Jesús pasó cuarenta días en el desierto,
venciendo sus propios impulsos para abrazar la voluntad del Padre. Quien
aprende a renunciar a lo permitido se prepara mejor para resistir lo indebido.
Así lo recuerda el papa Francisco al invitarnos a cambiar los estilos de vida
que nos impiden vivir de manera más cristiana. El verdadero dominio de sí no reprime, sino que libera y nos abre al amor.
Salida de sí mismo
La Cuaresma también nos llama a abrir el
corazón a los demás. Vivimos en un mundo marcado por profundas desigualdades,
donde unos pocos poseen en exceso mientras muchos carecen de lo necesario. El
hiperindividualismo nos encierra en la burbuja de nuestras preocupaciones, como
si el dolor ajeno no existiera. Frente a esta lógica, la Iglesia nos invita a
participar en la Campaña de Comunicación Cristiana de Bienes, un gesto concreto
que nos anima a privarnos de algo para aliviar la necesidad de otros. La ofrenda
y las obras de misericordia son caminos para reconocernos hermanos, para dejar
que el sufrimiento del prójimo nos toque y nos convoque a la solidaridad.
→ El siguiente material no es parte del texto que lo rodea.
#[tokio::test]
async fn test_commit_status_create() {
    let mut server = mockito::Server::new_async().await;
    let mock = server
        .mock("POST", "/repositories/acme/api/commit/abc123/statuses/build")
        .match_body(Matcher::Json(json!({
            "key": "ci",
            "state": "INPROGRESS",
            "url": "https://ci.example.com/7"
        })))
        .with_status(201)
        .with_body(r#"{"key": "ci", "state": "INPROGRESS"}"#)
        .create_async()
        .await;

    let client = common::basic_client(&server.url());
    let status = CommitStatusOptions {
        key: "ci".to_string(),
        state: "INPROGRESS".to_string(),
        url: "https://ci.example.com/7".to_string(),
        ..Default::default()
    };
    client
        .commits()
        .create_status(&CommitsOptions::new("acme", "api").revision("abc123"), &status)
        .await
        .unwrap();

    mock.assert_async().await;
}

#[tokio::test]
async fn test_diff_range() {
    let mut server = mockito::Server::new_async().await;
    server
        .mock("GET", "/repositories/acme/api/patch/a1..b2")
        .with_status(200)
        .with_body("From a1\n")
        .create_async()
        .await;

    let client = common::basic_client(&server.url());
    let patch = client
        .diff()
        .patch(&DiffOptions::new("acme", "api", "a1..b2"))
        .await
        .unwrap();

    assert_eq!(patch, "From a1\n");
}

#[tokio::test]
async fn test_webhook_create() {
    let mut server = mockito::Server::new_async().await;
    server
        .mock("POST", "/repositories/acme/api/hooks/")
        .match_body(Matcher::Json(json!({
            "url": "https://ci.example.com/hook",
            "active": true,
            "events": ["repo:push"]
        })))
        .with_status(201)
        .with_body(
            json!({
                "uuid": "{h1}",
                "url": "https://ci.example.com/hook",
                "subject_type": "repository",
                "active": true,
                "events": ["repo:push"]
            })
            .to_string(),
        )
        .create_async()
        .await;

    let client = common::basic_client(&server.url());
    let opts = WebhooksOptions {
        url: Some("https://ci.example.com/hook".to_string()),
        events: vec!["repo:push".to_string()],
        ..WebhooksOptions::new("acme", "api")
    };
    let hook = client.webhooks().create(&opts).await.unwrap();

    assert_eq!(hook.uuid, "{h1}");
    assert!(hook.active);
}

#[tokio::test]
async fn test_remove_default_reviewer() {
    let mut server = mockito::Server::new_async().await;
    let mock = server
        .mock("DELETE", "/repositories/acme/api/default-reviewers/alice")
        .match_header("authorization", common::basic_header().as_str())
        .with_status(204)
        .create_async()
        .await;

    let client = common::basic_client(&server.url());
    client
        .repository()
        .remove_default_reviewer(&RepositoryOptions::new("acme", "api"), "alice")
        .await
        .unwrap();

    mock.assert_async().await;
}

#[tokio::test]
async fn test_get_file_error_envelope() {
    let mut server = mockito::Server::new_async().await;
    server
        .mock("GET", "/repositories/acme/api/src/develop/missing.txt")
        .with_status(404)
        .with_body(
            r#"{"type": "error", "error": {"message": "No such file or directory: missing.txt"}}"#,
        )
        .create_async()
        .await;

    let client = common::basic_client(&server.url());
    let err = client
        .repository()
        .get_file(&RepositoryOptions::new("acme", "api"), "develop", "missing.txt")
        .await
        .unwrap_err();

    match err {
        ApiError::Service { message, .. } => {
            assert_eq!(message, "No such file or directory: missing.txt")
        }
        other => panic!("expected a service error, got {:?}", other),
    }
}

#[tokio::test]
async fn test_get_file_json_content_passes_through() {
    let mut server = mockito::Server::new_async().await;
    server
        .mock("GET", "/repositories/acme/api/src/master/package.json")
        .with_status(200)
        .with_body(r#"{"name": "api", "type": "module"}"#)
        .create_async()
        .await;

    let client = common::basic_client(&server.url());
    let content = client
        .repository()
        .get_file(&RepositoryOptions::new("acme", "api"), "", "package.json")
        .await
        .unwrap();

    assert_eq!(content, br#"{"name": "api", "type": "module"}"#);
}
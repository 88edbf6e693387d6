//
//  bitbucket-client
//  api/cloud/webhooks.rs
//
//  Created by Ngonidzashe Mangudya on 2026/01/12.
//  Copyright (c) 2025 IAMNGONI. All rights reserved.
//

//! Repository webhooks.
//!
//! Webhooks notify an external URL when repository events happen, for
//! example `repo:push` or `pullrequest:created`.

use reqwest::Method;
use serde::{Deserialize, Serialize};
use serde_json::Value;

use super::{json_body, non_empty};
use crate::api::common::{check_envelope, decode, ApiError};
use crate::Client;

/// A webhook subscription.
#[derive(Debug, Clone, Default, PartialEq, Serialize, Deserialize)]
#[serde(default)]
pub struct Webhook {
    /// Unique identifier (includes curly braces).
    pub uuid: String,
    pub url: String,
    pub description: Option<String>,
    /// What the hook is attached to, `repository` or `workspace`.
    pub subject_type: String,
    pub active: bool,
    pub events: Vec<String>,
    pub skip_cert_verification: bool,
    pub created_at: Option<String>,
}

/// Options for webhook operations.
#[derive(Debug, Clone)]
pub struct WebhooksOptions {
    pub owner: String,
    pub repo_slug: String,
    /// Webhook UUID, for operations on one hook.
    pub uuid: String,
    pub description: Option<String>,
    pub url: Option<String>,
    pub active: bool,
    pub events: Vec<String>,
}

impl Default for WebhooksOptions {
    fn default() -> Self {
        Self {
            owner: String::new(),
            repo_slug: String::new(),
            uuid: String::new(),
            description: None,
            url: None,
            active: true,
            events: Vec::new(),
        }
    }
}

impl WebhooksOptions {
    pub fn new(owner: impl Into<String>, repo_slug: impl Into<String>) -> Self {
        Self {
            owner: owner.into(),
            repo_slug: repo_slug.into(),
            ..Default::default()
        }
    }

    pub fn uuid(mut self, uuid: impl Into<String>) -> Self {
        self.uuid = uuid.into();
        self
    }
}

#[derive(Serialize)]
struct WebhookBody<'a> {
    #[serde(skip_serializing_if = "Option::is_none")]
    description: Option<&'a str>,
    #[serde(skip_serializing_if = "Option::is_none")]
    url: Option<&'a str>,
    active: bool,
    #[serde(skip_serializing_if = "Vec::is_empty")]
    events: Vec<&'a str>,
}

/// Webhook body; `active` is always sent, the rest only when set.
pub fn build_webhook_body(opts: &WebhooksOptions) -> Result<String, ApiError> {
    json_body(&WebhookBody {
        description: non_empty(&opts.description),
        url: non_empty(&opts.url),
        active: opts.active,
        events: opts
            .events
            .iter()
            .map(String::as_str)
            .filter(|e| !e.is_empty())
            .collect(),
    })
}

/// Webhook endpoints.
#[derive(Debug, Clone, Copy)]
pub struct WebhooksApi<'a> {
    client: &'a Client,
}

impl<'a> WebhooksApi<'a> {
    pub(crate) fn new(client: &'a Client) -> Self {
        Self { client }
    }

    fn url(&self, opts: &WebhooksOptions, template: &str) -> String {
        self.client
            .request_url(template, &[&opts.owner, &opts.repo_slug, &opts.uuid])
    }

    pub async fn list(&self, opts: &WebhooksOptions) -> Result<Value, ApiError> {
        let url = self.url(opts, "/repositories/%s/%s/hooks/");
        check_envelope(self.client.execute(Method::GET, &url, None).await?)
    }

    /// Subscribes `opts.url` to `opts.events`.
    pub async fn create(&self, opts: &WebhooksOptions) -> Result<Webhook, ApiError> {
        let body = build_webhook_body(opts)?;
        let url = self.url(opts, "/repositories/%s/%s/hooks/");
        decode(self.client.execute(Method::POST, &url, Some(body)).await?)
    }

    pub async fn get(&self, opts: &WebhooksOptions) -> Result<Webhook, ApiError> {
        let url = self.url(opts, "/repositories/%s/%s/hooks/%s");
        decode(self.client.execute(Method::GET, &url, None).await?)
    }

    pub async fn update(&self, opts: &WebhooksOptions) -> Result<Webhook, ApiError> {
        let body = build_webhook_body(opts)?;
        let url = self.url(opts, "/repositories/%s/%s/hooks/%s");
        decode(self.client.execute(Method::PUT, &url, Some(body)).await?)
    }

    pub async fn delete(&self, opts: &WebhooksOptions) -> Result<Value, ApiError> {
        let url = self.url(opts, "/repositories/%s/%s/hooks/%s");
        check_envelope(self.client.execute(Method::DELETE, &url, None).await?)
    }
}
Albert Camus narra en La caída la
historia de un hombre que presencia cómo una joven, abrumada por sus problemas,
se arroja al río Sena. El testigo, defensor de causas nobles, permanece inmóvil
y no interviene. Años después, convertido en juez de las causas justas, escribe
con amarga lucidez: “Oh, niña hermosa, vuelve a lanzarte para que, esta
vez, tengamos la oportunidad de salvarnos los dos.” La indiferencia ante
el dolor ajeno nos deshumaniza, pero la solidaridad nos ofrece la posibilidad
de redimirnos y salvarnos juntos.
Oración:
Nihil operi Dei praeponatur (Nada se anteponga a la obra de Dios).
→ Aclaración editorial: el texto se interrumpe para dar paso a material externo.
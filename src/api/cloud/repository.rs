//
//  bitbucket-client
//  api/cloud/repository.rs
//
//  Created by Ngonidzashe Mangudya on 2026/01/12.
//  Copyright (c) 2025 IAMNGONI. All rights reserved.
//

//! Single repository operations.
//!
//! Covers create/get/delete, watchers and forks, default reviewers, and
//! reading or committing files through the `src` endpoint. Pipeline
//! configuration for a repository lives in [`pipelines`](super::pipelines).

use std::path::PathBuf;

use reqwest::multipart::{Form, Part};
use reqwest::{Method, Response};
use serde::Serialize;
use serde_json::Value;

use super::{json_body, non_empty, ProjectKey, Repository};
use crate::api::common::{check_envelope, check_raw_envelope, decode, ApiError};
use crate::Client;

/// Revision used by [`RepositoryApi::get_file`] when none is given.
pub const DEFAULT_BRANCH: &str = "master";

/// Options identifying a repository, plus the optional fields sent on create.
///
/// Optional fields left as `None` (or set to an empty string) are not sent.
///
/// # Example
///
/// ```rust
/// use bitbucket_client::api::cloud::RepositoryOptions;
///
/// let opts = RepositoryOptions {
///     description: Some("REST API for the backend".to_string()),
///     is_private: Some(true),
///     project: Some("BACKEND".to_string()),
///     ..RepositoryOptions::new("acme", "backend-api")
/// };
/// assert_eq!(opts.repo_slug, "backend-api");
/// ```
#[derive(Debug, Clone, Default)]
pub struct RepositoryOptions {
    pub owner: String,
    pub repo_slug: String,
    /// Source control system, `git`.
    pub scm: Option<String>,
    pub is_private: Option<bool>,
    pub description: Option<String>,
    /// `allow_forks`, `no_public_forks` or `no_forks`.
    pub fork_policy: Option<String>,
    pub language: Option<String>,
    pub has_issues: Option<bool>,
    pub has_wiki: Option<bool>,
    /// Key of the project to create the repository in.
    pub project: Option<String>,
}

impl RepositoryOptions {
    pub fn new(owner: impl Into<String>, repo_slug: impl Into<String>) -> Self {
        Self {
            owner: owner.into(),
            repo_slug: repo_slug.into(),
            ..Default::default()
        }
    }
}

#[derive(Serialize)]
struct RepositoryBody<'a> {
    #[serde(skip_serializing_if = "Option::is_none")]
    scm: Option<&'a str>,
    #[serde(skip_serializing_if = "Option::is_none")]
    is_private: Option<bool>,
    #[serde(skip_serializing_if = "Option::is_none")]
    description: Option<&'a str>,
    #[serde(skip_serializing_if = "Option::is_none")]
    fork_policy: Option<&'a str>,
    #[serde(skip_serializing_if = "Option::is_none")]
    language: Option<&'a str>,
    #[serde(skip_serializing_if = "Option::is_none")]
    has_issues: Option<bool>,
    #[serde(skip_serializing_if = "Option::is_none")]
    has_wiki: Option<bool>,
    #[serde(skip_serializing_if = "Option::is_none")]
    project: Option<ProjectKey<'a>>,
}

/// JSON body for repository creation containing only the fields that were set.
pub fn build_repository_body(opts: &RepositoryOptions) -> Result<String, ApiError> {
    json_body(&RepositoryBody {
        scm: non_empty(&opts.scm),
        is_private: opts.is_private,
        description: non_empty(&opts.description),
        fork_policy: non_empty(&opts.fork_policy),
        language: non_empty(&opts.language),
        has_issues: opts.has_issues,
        has_wiki: opts.has_wiki,
        project: non_empty(&opts.project).map(|key| ProjectKey { key }),
    })
}

/// Where the content of an uploaded file comes from.
#[derive(Debug, Clone)]
pub enum UploadContent {
    /// A local file, sent as a multipart file part.
    File(PathBuf),
    /// In-memory text, sent as an url-encoded form field.
    Text(String),
}

/// Single repository endpoints.
#[derive(Debug, Clone, Copy)]
pub struct RepositoryApi<'a> {
    pub(super) client: &'a Client,
}

impl<'a> RepositoryApi<'a> {
    pub(crate) fn new(client: &'a Client) -> Self {
        Self { client }
    }

    fn repo_url(&self, opts: &RepositoryOptions, suffix: &str) -> String {
        let template = format!("/repositories/%s/%s{}", suffix);
        self.client
            .request_url(&template, &[&opts.owner, &opts.repo_slug])
    }

    /// Creates a repository.
    pub async fn create(&self, opts: &RepositoryOptions) -> Result<Repository, ApiError> {
        let body = build_repository_body(opts)?;
        let url = self.repo_url(opts, "");
        decode(self.client.execute(Method::POST, &url, Some(body)).await?)
    }

    /// Fetches a repository.
    pub async fn get(&self, opts: &RepositoryOptions) -> Result<Repository, ApiError> {
        let url = self.repo_url(opts, "");
        decode(self.client.execute(Method::GET, &url, None).await?)
    }

    /// Deletes a repository. The response is normally empty ([`Value::Null`]).
    pub async fn delete(&self, opts: &RepositoryOptions) -> Result<Value, ApiError> {
        let url = self.repo_url(opts, "");
        check_envelope(self.client.execute(Method::DELETE, &url, None).await?)
    }

    pub async fn list_watchers(&self, opts: &RepositoryOptions) -> Result<Value, ApiError> {
        let url = self.repo_url(opts, "/watchers");
        check_envelope(self.client.execute(Method::GET, &url, None).await?)
    }

    pub async fn list_forks(&self, opts: &RepositoryOptions) -> Result<Value, ApiError> {
        let url = self.repo_url(opts, "/forks");
        check_envelope(self.client.execute(Method::GET, &url, None).await?)
    }

    /// Lists the default reviewers of a repository.
    pub async fn list_default_reviewers(
        &self,
        opts: &RepositoryOptions,
    ) -> Result<Value, ApiError> {
        let url = self.repo_url(opts, "/default-reviewers");
        check_envelope(self.client.execute(Method::GET, &url, None).await?)
    }

    /// Adds a user to the default reviewers.
    ///
    /// The username is not validated locally.
    pub async fn add_default_reviewer(
        &self,
        opts: &RepositoryOptions,
        username: &str,
    ) -> Result<(), ApiError> {
        let url = self.client.request_url(
            "/repositories/%s/%s/default-reviewers/%s",
            &[&opts.owner, &opts.repo_slug, username],
        );
        check_envelope(self.client.execute(Method::PUT, &url, None).await?)?;
        Ok(())
    }

    /// Removes a user from the default reviewers.
    pub async fn remove_default_reviewer(
        &self,
        opts: &RepositoryOptions,
        username: &str,
    ) -> Result<(), ApiError> {
        let url = self.client.request_url(
            "/repositories/%s/%s/default-reviewers/%s",
            &[&opts.owner, &opts.repo_slug, username],
        );
        check_envelope(self.client.execute(Method::DELETE, &url, None).await?)?;
        Ok(())
    }

    /// Commits a file to the repository through the `src` endpoint.
    ///
    /// `file_path` is the path inside the repository, e.g. `src/main/test.txt`.
    /// This request does not go through the JSON executor: its body is a form,
    /// so the content type differs. The raw response is returned for the
    /// caller to inspect.
    pub async fn upload_file(
        &self,
        opts: &RepositoryOptions,
        file_path: &str,
        content: UploadContent,
    ) -> Result<Response, ApiError> {
        let url = self.repo_url(opts, "/src");
        let request = self.client.http().post(&url);

        let request = match content {
            UploadContent::File(path) => {
                let bytes = tokio::fs::read(&path).await?;
                let file_name = path
                    .file_name()
                    .map(|name| name.to_string_lossy().into_owned())
                    .unwrap_or_else(|| file_path.to_string());
                let part = Part::bytes(bytes).file_name(file_name);
                // The field name is the repository path and must go out unescaped.
                let form = Form::new()
                    .percent_encode_noop()
                    .part(file_path.to_string(), part);
                request.multipart(form)
            }
            UploadContent::Text(text) => request.form(&[(file_path, text.as_str())]),
        };

        tracing::debug!("POST {} (upload {})", url, file_path);
        let response = self.client.auth().sign(request).send().await?;
        tracing::debug!("POST {} -> {}", url, response.status());
        Ok(response)
    }

    /// Fetches the raw content of a file at a revision.
    ///
    /// An empty `revision` means [`DEFAULT_BRANCH`]. A body that is the error
    /// envelope yields [`ApiError::Service`].
    pub async fn get_file(
        &self,
        opts: &RepositoryOptions,
        revision: &str,
        path: &str,
    ) -> Result<Vec<u8>, ApiError> {
        let revision = if revision.is_empty() {
            DEFAULT_BRANCH
        } else {
            revision
        };
        let url = self.client.request_url(
            "/repositories/%s/%s/src/%s/%s",
            &[
                &opts.owner,
                &opts.repo_slug,
                revision,
                path.trim_start_matches('/'),
            ],
        );
        check_raw_envelope(self.client.execute_raw(Method::GET, &url, None).await?)
    }
}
La oración nos reconcilia con Dios y nos abre a su presencia. Muchas veces vivimos como si Dios estuviera lejos, presente pero ajeno a nuestra vida. Orar es volver a su encuentro, escuchar su voz y dejarnos interpelar por lo que Él quiere de nosotros. La oración auténtica nos transforma, nos pone en dirección de la voluntad de Dios y nos ayuda a vivir con coherencia. Por eso, la exhortación de San Benito en su Regla es iluminadora: Nihil operi Dei praeponatur. Nada debe anteponerse a la obra de Dios, porque quien ora con humildad permite que Dios actúe en su vida y la convierta en instrumento de su amor. Precisamente Jesús durante cuarenta días se preparó para que nada se antepusiera a la voluntad del Padre, a pesar de las piopuestas del demonio.
Cuando Jesús nos dice: "Que no sepa tu mano izquierda lo que hace tu derecha", nos enseña que la oración y las obras de caridad nacen de una relación personal y autentica con Dios, sin buscar reconocimiento humano.
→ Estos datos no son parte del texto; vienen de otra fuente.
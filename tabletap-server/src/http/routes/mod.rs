//! Route modules

pub mod health;
pub mod records;
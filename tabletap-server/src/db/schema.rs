//! Reference table layout
//!
//! The service never runs DDL itself. Operators create the table once,
//! e.g. with `tabletap schema | psql`.

/// Reference DDL for the records table.
///
/// `value` is JSONB so strings, numbers and booleans come back with their own
/// JSON type. `time` is a native timestamp, rendered as ISO-8601
/// text on read.
pub const CREATE_RECORDS_TABLE: &str = r#"CREATE TABLE IF NOT EXISTS records (
    name   TEXT      NOT NULL,
    value  JSONB     NOT NULL,
    "time" TIMESTAMP NOT NULL
);
"#;

#[cfg(test)]
mod tests {
    use super::*;

    #[test]
    fn ddl_names_all_columns() {
        assert!(CREATE_RECORDS_TABLE.contains("EXISTS records ("));
        for column in ["name", "value", "\"time\""] {
            assert!(CREATE_RECORDS_TABLE.contains(column), "missing {column}");
        }
    }
}
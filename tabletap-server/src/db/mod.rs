//! Database layer - connector and repositories
//!
//! # Design Principles
//!
//! - One connection per operation, opened through a [`Connector`]
//! - Connections released on every exit path, success or failure
//! - Positional binds only, never string-built SQL
//! - No retries; failures surface to the caller as [`DbError`]

pub mod connector;
pub mod repos;
pub mod schema;

#[cfg(test)]
pub(crate) mod test_support;

pub use connector::{check_connection, Connector, PerRequestConnector};
pub use repos::{PgRecordRepo, RecordStore};

/// Database error type
#[derive(Debug, thiserror::Error)]
pub enum DbError {
    /// The store could not be reached or refused the login.
    #[error("unable to connect to the database: {0}")]
    Connection(#[source] sqlx::Error),

    /// A statement failed after the connection was established.
    #[error("database error: {0}")]
    Persistence(#[from] sqlx::Error),

    /// The statement ran but the store refused the record.
    #[error("record rejected by the database: {reason}")]
    Rejected { reason: String },

    /// A stored row could not be mapped back to a record.
    #[error("unreadable row: {reason}")]
    InvalidRow { reason: String },
}

impl DbError {
    pub fn is_connection(&self) -> bool {
        matches!(self, Self::Connection(_))
    }
}
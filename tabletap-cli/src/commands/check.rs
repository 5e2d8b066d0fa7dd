//! Connectivity check against the configured database

use anyhow::{Context, Result};
use clap::Parser;

use crate::config::{DbArgs, FileConfig};

/// Arguments for the check command
#[derive(Parser, Debug)]
pub struct CheckArgs {
    #[command(flatten)]
    pub db: DbArgs,
}

/// Open and release one connection, reporting the outcome
pub async fn run_check(args: CheckArgs) -> Result<()> {
    let file = FileConfig::load(args.db.config.as_deref())?;
    let db_config = args.db.resolve(&file)?;
    let target = format!(
        "{}@{}:{}/{}",
        db_config.user, db_config.host, db_config.port, db_config.dbname
    );

    tabletap_server::check(db_config)
        .await
        .with_context(|| format!("Database check failed for {}", target))?;

    println!("ok: connected to {}", target);
    Ok(())
}
//! Custom Axum extractors

use std::sync::Arc;

use axum::extract::{FromRequest, Request};
use axum::Json;
use serde_json::Value;

use super::error::ApiError;
use super::server::AppState;
use crate::models::{Record, ValidationError};

/// Extract and validate a record from a JSON request body.
///
/// Parse failures and missing fields are both rejected with the server's
/// error status policy, never with axum's plain-text rejections.
pub struct ValidRecord(pub Record);

impl FromRequest<Arc<AppState>> for ValidRecord {
    type Rejection = ApiError;

    async fn from_request(req: Request, state: &Arc<AppState>) -> Result<Self, Self::Rejection> {
        let Json(body) = Json::<Value>::from_request(req, state)
            .await
            .map_err(|rejection| {
                state.reject(ValidationError::MalformedBody {
                    reason: rejection.body_text(),
                })
            })?;

        let record = Record::from_json(&body).map_err(|e| state.reject(e))?;
        Ok(Self(record))
    }
}
//! HTTP server layer
//!
//! Axum server with:
//! - Request tracing
//! - Graceful shutdown
//! - JSON error responses (`{"error": ...}`)

pub mod error;
pub mod extractors;
pub mod routes;
pub mod server;

pub use error::{ApiError, ApiErrorKind};
pub use server::{build_router, run_server, AppState};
Estos tres consejos –el dominio de sí mismo, la
solidaridad con los demás y la oración– nos guían en el camino de la
reconciliación: con nosotros mismos, con los hermanos y con Dios.
El signo de la ceniza, que hoy recibimos, no es una obligación, sino una expresión de nuestro deseo de emprender este camino cuaresmal. Es un gesto sencillo, pero cargado de significado: reconocemos nuestra fragilidad y nuestra necesidad de conversión. La Iglesia, con su pedagogía sabia, nos invita a peregrinar hacia el encuentro con Señor muerto y resucitado. Que en cada decisión y en cada gesto nos preguntemos con sinceridad: ¿Qué haría Jesús en mi lugar?
Que este tiempo de cuaresma nos ayude a morir con Cristo para resucitar con Él a una vida nueva, conviértete y cree en el evangelio.
Amén.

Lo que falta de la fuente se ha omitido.